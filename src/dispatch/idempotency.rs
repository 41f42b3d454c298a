// ==========================================
// 待打包订单发运系统 - 幂等键
// ==========================================
// key = SHA-256(客户简称 ␟ 参考号 ␟ UCC1 ␟ UCC2 ...)，小写十六进制
// UCC 顺序参与计算：同一参考号换了托盘组合即视为新的发运
// ==========================================

use crate::domain::ShipmentGroup;
use sha2::{Digest, Sha256};

const FIELD_SEPARATOR: [u8; 1] = [0x1f];

pub fn idempotency_key(client_code: &str, group: &ShipmentGroup) -> String {
    let mut hasher = Sha256::new();
    hasher.update(client_code.as_bytes());
    hasher.update(FIELD_SEPARATOR);
    hasher.update(group.referencia.as_bytes());
    for ucc in &group.uccs {
        hasher.update(FIELD_SEPARATOR);
        hasher.update(ucc.as_bytes());
    }
    format!("{:x}", hasher.finalize())
}

#[cfg(test)]
mod tests {
    use super::*;
    use crate::domain::shipment::fixtures::row;
    use crate::engine::{group_by_reference, ItemCapacity};

    fn group(uccs: &[&str]) -> ShipmentGroup {
        let rows: Vec<_> = uccs
            .iter()
            .enumerate()
            .map(|(i, u)| row(i + 2, "REF-A", u))
            .collect();
        group_by_reference(&rows, ItemCapacity::Unbounded).remove(0)
    }

    #[test]
    fn test_key_is_stable_and_hex() {
        let key = idempotency_key("SOR", &group(&["U1", "U2"]));

        assert_eq!(key, idempotency_key("SOR", &group(&["U1", "U2"])));
        assert_eq!(key.len(), 64);
        assert!(key.chars().all(|c| c.is_ascii_hexdigit()));
    }

    #[test]
    fn test_key_depends_on_client_and_items() {
        let base = idempotency_key("SOR", &group(&["U1", "U2"]));

        assert_ne!(base, idempotency_key("ABC", &group(&["U1", "U2"])));
        assert_ne!(base, idempotency_key("SOR", &group(&["U2", "U1"])));
        assert_ne!(base, idempotency_key("SOR", &group(&["U1U2"])));
    }
}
--------
THE TASK - Nothing but the lines from the top of the records down to the line with "let mut hasher = Sha256::new();" belongs in the answer; repeat them exactly.

TASK RESPONSE -
filename src/dispatch/idempotency.rs
repository 41f42b3d454c298a
// ==========================================
// 待打包订单发运系统 - 幂等键
// ==========================================
// key = SHA-256(客户简称 ␟ 参考号 ␟ UCC1 ␟ UCC2 ...)，小写十六进制
// UCC 顺序参与计算：同一参考号换了托盘组合即视为新的发运
// ==========================================

use crate::domain::ShipmentGroup;
use sha2::{Digest, Sha256};

const FIELD_SEPARATOR: [u8; 1] = [0x1f];

pub fn idempotency_key(client_code: &str, group: &ShipmentGroup) -> String {
    let mut hasher = Sha256::new();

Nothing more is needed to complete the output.